Each record, in full, must be restated word for word.

** SUPPLIED DATA follows **

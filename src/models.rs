use std::path::PathBuf;

use serde::{Deserialize, Serialize};

use crate::services::manifest_service::DownloadManifest;

#[derive(Serialize, Deserialize, Clone, Debug, PartialEq, Eq)]
#[serde(rename_all = "lowercase")]
pub enum Platform {
    Linux,
    Windows,
}

impl Platform {
    pub fn as_str(&self) -> &'static str {
        match self {
            Platform::Linux => "linux",
            Platform::Windows => "windows",
        }
    }
}

#[derive(Serialize, Deserialize, Clone, Debug, PartialEq, Eq)]
pub struct Game {
    pub id: String,
    pub slug: String,
    pub title: String,
    pub platform: Platform,
}

impl Game {
    pub fn new(id: &str, slug: &str, title: &str, platform: Platform) -> Self {
        Self {
            id: id.to_string(),
            slug: slug.to_string(),
            title: title.to_string(),
            platform,
        }
    }
}

/// One remote file of a package, as resolved by the catalog client.
#[derive(Clone, Debug)]
pub struct PackageFile {
    pub url: String,
    pub file_name: String,
    pub size: Option<u64>,
    pub manifest: Option<DownloadManifest>,
}

impl PackageFile {
    pub fn new(url: &str, file_name: &str) -> Self {
        Self {
            url: url.to_string(),
            file_name: file_name.to_string(),
            size: None,
            manifest: None,
        }
    }

    pub fn with_size(mut self, size: u64) -> Self {
        self.size = Some(size);
        self
    }

    pub fn with_manifest(mut self, manifest: DownloadManifest) -> Self {
        if self.size.is_none() {
            self.size = Some(manifest.total_size);
        }
        self.manifest = Some(manifest);
        self
    }
}

#[derive(Serialize, Deserialize, Clone, Debug)]
pub struct DiscoveredGame {
    pub game: Game,
    pub installed_version: Option<String>,
    pub install_dir: Option<PathBuf>,
    pub installer: Option<PathBuf>,
}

** End of SUPPLIED DATA **

| ANSWER FOR THE TASK |
filename src/models.rs
use std::path::PathBuf;

use serde::{Deserialize, Serialize};

use crate::services::manifest_service::DownloadManifest;

#[derive(Serialize, Deserialize, Clone, Debug, PartialEq, Eq)]
#[serde(rename_all = "lowercase")]
pub enum Platform {
    Linux,
    Windows,
}

impl Platform {
    pub fn as_str(&self) -> &'static str {
        match self {
            Platform::Linux => "linux",
            Platform::Windows => "windows",
        }
    }
}

#[derive(Serialize, Deserialize, Clone, Debug, PartialEq, Eq)]
pub struct Game {
    pub id: String,
    pub slug: String,
    pub title: String,
    pub platform: Platform,
}

impl Game {
    pub fn new(id: &str, slug: &str, title: &str, platform: Platform) -> Self {
        Self {
            id: id.to_string(),
            slug: slug.to_string(),
            title: title.to_string(),
            platform,
        }
    }
}

/// One remote file of a package, as resolved by the catalog client.
#[derive(Clone, Debug)]
pub struct PackageFile {
    pub url: String,
    pub file_name: String,
    pub size: Option<u64>,
    pub manifest: Option<DownloadManifest>,
}

impl PackageFile {
    pub fn new(url: &str, file_name: &str) -> Self {
        Self {
            url: url.to_string(),
            file_name: file_name.to_string(),
            size: None,
            manifest: None,
        }
    }

    pub fn with_size(mut self, size: u64) -> Self {
        self.size = Some(size);
        self
    }

    pub fn with_manifest(mut self, manifest: DownloadManifest) -> Self {
        if self.size.is_none() {
            self.size = Some(manifest.total_size);
        }
        self.manifest = Some(manifest);
        self
    }
}

#[derive(Serialize, Deserialize, Clone, Debug)]
pub struct DiscoveredGame {
    pub game: Game,
    pub installed_version: Option<String>,
    pub install_dir: Option<PathBuf>,
    pub installer: Option<PathBuf>,
}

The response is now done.